FM : Effectivement, je reconnais que le jour où j’ai quitté le parquet de Paris, j’ai eu quelques mois un peu difficiles puisque du jour au lendemain je n’ai plus vécu dans l’urgence, je n’avais plus d’appels sur mon téléphone. J’ai changé de vie professionnelle. Donc c’est vrai que j’ai eu six à sept mois difficiles en termes d’adaptation. Mais je continue de m’intéresser au terrorisme, à suivre ça de très près, à faire de conférences, avoir des liens avec mes collègues étrangers. J’ai notamment suivi tous les arrêts rendus par la Cour de cassation pour élargir le champ d’application des indemnisations des victimes du terrorisme. Et je vais continuer à m’y intéresser de la même façon lorsque je serai à la retraite. Il ne faut surtout pas penser que parce qu’on est au creux de la vague, c’est terminé. Je vous prends un exemple : depuis quelques semaines, on a une résurgence du terrorisme corse après une période d’accalmie. On a effectivement moins de terrorisme djihadiste aujourd’hui, mais rien ne nous dit que demain, il ne se réactivera pas sous d’autres formes qui relèveront plus du terrorisme inspiré que du terrorisme projeté. Et puis surtout aujourd’hui, on a le danger très fort de la montée en gamme du terrorisme de l’ultra droite et de l’ultra gauche. Et ça, on ne peut pas l’ignorer.

Depuis que vous avez été nommé à la Cour de cassation, vous avez souvent défendu haut et fort une autorité judiciaire malmenée. Êtes-vous inquiet pour ceux qui restent ?

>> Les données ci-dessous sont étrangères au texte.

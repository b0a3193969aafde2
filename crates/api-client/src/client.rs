use std::time::Duration;

use botdesk_api::*;
use botdesk_core::identity;

use crate::error::ClientError;
use crate::retry::{retry_form_post, RetryConfig};

/// Typed HTTP client for the messaging-bot backend.
///
/// One method per endpoint; form-encoded POST bodies match what the backend
/// expects. Contact records are normalized through the identity resolver so
/// unresolvable entries never reach callers.
#[derive(Clone)]
pub struct ApiClient {
    client: reqwest::Client,
    base_url: String,
}

impl ApiClient {
    /// Create a new client with the given base URL and request timeout.
    pub fn new(base_url: &str, timeout: Duration) -> Result<Self, ClientError> {
        let client = reqwest::Client::builder().timeout(timeout).build()?;
        Ok(Self {
            client,
            base_url: base_url.trim_end_matches('/').to_string(),
        })
    }

    /// Create from an existing `reqwest::Client` (e.g. shared in tests).
    pub fn with_client(client: reqwest::Client, base_url: &str) -> Self {
        Self {
            client,
            base_url: base_url.trim_end_matches('/').to_string(),
        }
    }

    pub fn base_url(&self) -> &str {
        &self.base_url
    }

    fn url(&self, path: &str) -> String {
        format!("{}/api{}", self.base_url, path)
    }

    // ── Contacts / history ────────────────────────────────────────────────

    pub async fn list_contacts(
        &self,
        type_filter: Option<&str>,
    ) -> Result<Vec<Contact>, ClientError> {
        let mut req = self.client.get(self.url("/msg/list"));
        if let Some(filter) = type_filter {
            req = req.query(&[("type_filter", filter)]);
        }
        let envelope: ListEnvelope = parse_response(req.send().await?).await?;
        Ok(envelope
            .data
            .iter()
            .filter_map(identity::normalize_contact)
            .collect())
    }

    pub async fn chat_history(&self, contact_id: &str) -> Result<Vec<HistoryRecord>, ClientError> {
        let resp = self
            .client
            .get(self.url("/chat/history"))
            .query(&[("contact_id", contact_id)])
            .send()
            .await?;
        let envelope: HistoryResponse = parse_response(resp).await?;
        Ok(envelope.data)
    }

    // ── Summaries / notifications ─────────────────────────────────────────

    pub async fn summarize_chat(
        &self,
        req: &SummarizeRequest,
    ) -> Result<SummarizeResponse, ClientError> {
        self.summarize("/msg/summarize", req).await
    }

    pub async fn chat_notifications(
        &self,
        req: &NotificationRequest,
    ) -> Result<NotificationResponse, ClientError> {
        let resp = self
            .client
            .post(self.url("/msg/notification"))
            .form(&[
                ("contact_id", req.contact_id.as_str()),
                ("limit", &req.limit.to_string()),
            ])
            .send()
            .await?;
        parse_response(resp).await
    }

    // ── Reply settings ────────────────────────────────────────────────────

    pub async fn reply_setting(
        &self,
        contact_id: &str,
    ) -> Result<ReplySettingResponse, ClientError> {
        let resp = self
            .client
            .get(self.url("/reply/settings"))
            .query(&[("contact_id", contact_id)])
            .send()
            .await?;
        parse_response(resp).await
    }

    pub async fn set_reply_setting(
        &self,
        contact_id: &str,
        enabled: bool,
    ) -> Result<ReplySettingResponse, ClientError> {
        let resp = self
            .client
            .post(self.url("/reply/settings"))
            .form(&[
                ("contact_id", contact_id),
                ("enabled", if enabled { "true" } else { "false" }),
            ])
            .send()
            .await?;
        parse_response(resp).await
    }

    // ── Vector stores ─────────────────────────────────────────────────────

    pub async fn list_vector_dbs(&self) -> Result<VectorDbListResponse, ClientError> {
        let resp = self.client.get(self.url("/vector-db/list")).send().await?;
        parse_response(resp).await
    }

    pub async fn switch_vector_db(
        &self,
        db_path: &str,
    ) -> Result<VectorDbListResponse, ClientError> {
        let resp = self
            .client
            .post(self.url("/vector-db/switch"))
            .form(&[("db_path", db_path)])
            .send()
            .await?;
        parse_response(resp).await
    }

    // ── Documents / images ────────────────────────────────────────────────

    pub async fn list_docs(&self, contact_id: &str) -> Result<Vec<FileRecord>, ClientError> {
        let resp = self
            .client
            .get(self.url("/doc/list"))
            .query(&[("contact_id", contact_id)])
            .send()
            .await?;
        let envelope: FileListResponse = parse_response(resp).await?;
        Ok(envelope.data)
    }

    pub async fn list_images(&self, contact_id: &str) -> Result<Vec<FileRecord>, ClientError> {
        let resp = self
            .client
            .get(self.url("/image/list"))
            .query(&[("contact_id", contact_id)])
            .send()
            .await?;
        let envelope: FileListResponse = parse_response(resp).await?;
        Ok(envelope.data)
    }

    pub async fn summarize_docs(
        &self,
        req: &SummarizeRequest,
    ) -> Result<SummarizeResponse, ClientError> {
        self.summarize("/doc/summarize", req).await
    }

    /// Summaries run a model server-side; transient failures are retried
    /// with backoff.
    async fn summarize(
        &self,
        path: &str,
        req: &SummarizeRequest,
    ) -> Result<SummarizeResponse, ClientError> {
        let limit = req.limit.to_string();
        let resp = retry_form_post(
            &self.client,
            &self.url(path),
            &[
                ("contact_id", req.contact_id.as_str()),
                ("limit", limit.as_str()),
                ("target_lang", req.target_lang.as_str()),
            ],
            &RetryConfig::default(),
        )
        .await?;
        parse_response(resp).await
    }

    /// Translate a document; returns the translated file's bytes.
    pub async fn translate_doc(
        &self,
        file_path: &str,
        target_lang: &str,
    ) -> Result<Vec<u8>, ClientError> {
        self.translate("/doc/translate", file_path, target_lang).await
    }

    /// Translate an image; returns the translated file's bytes.
    pub async fn translate_image(
        &self,
        file_path: &str,
        target_lang: &str,
    ) -> Result<Vec<u8>, ClientError> {
        self.translate("/image/translate", file_path, target_lang)
            .await
    }

    async fn translate(
        &self,
        path: &str,
        file_path: &str,
        target_lang: &str,
    ) -> Result<Vec<u8>, ClientError> {
        let resp = retry_form_post(
            &self.client,
            &self.url(path),
            &[("file_path", file_path), ("target_lang", target_lang)],
            &RetryConfig::default(),
        )
        .await?;
        let status = resp.status();
        if !status.is_success() {
            let body = resp.text().await.unwrap_or_default();
            return Err(ClientError::Status { status, body });
        }
        Ok(resp.bytes().await.map_err(ClientError::Decode)?.to_vec())
    }

    // ── Test messages ─────────────────────────────────────────────────────

    /// Feed a synthetic inbound message through the bot's auto-reply path.
    pub async fn save_message(
        &self,
        req: &SaveMessageRequest,
    ) -> Result<SaveMessageResponse, ClientError> {
        let resp = self
            .client
            .post(self.url("/message/save"))
            .json(req)
            .send()
            .await?;
        parse_response(resp).await
    }
}

/// Parse an HTTP response: deserialize the body on 2xx, or return a status
/// error carrying the body text.
async fn parse_response<T: serde::de::DeserializeOwned>(
    resp: reqwest::Response,
) -> Result<T, ClientError> {
    let status = resp.status();
    if !status.is_success() {
        let body = resp.text().await.unwrap_or_default();
        return Err(ClientError::Status { status, body });
    }
    resp.json().await.map_err(ClientError::Decode)
}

FM : On ne peut que se féliciter des moyens supplémentaires obtenus par le ministère, dans les budgets, dans le recrutement de personnel. Mais il faudra plusieurs années pour en voir les effets, car il y a le temps de formation et parce que la justice a beaucoup plus de compétences aujourd’hui qu’il y a 46 ans. On a mis le juge partout, le juge est au centre de tous les conflits sociaux. Et puis, il faut avoir le courage et la vision de revoir les organisations avec des modifications de fonds qui ne sont toujours pas là. Ce que je retiens, c’est que la justice n’est pas suffisamment considérée dans ce pays, beaucoup trop souvent ravalée au rang de service public et à une administration ordinaire, alors que la justice est un service public à valeur constitutionnelle. C’est quelque chose qui m’inquiète sur l’avenir, je n’ai eu de cesse de le rappeler ces dernières années. Je pense effectivement que la justice doit retrouver la place spécifique qui doit être la sienne au sein de l’État.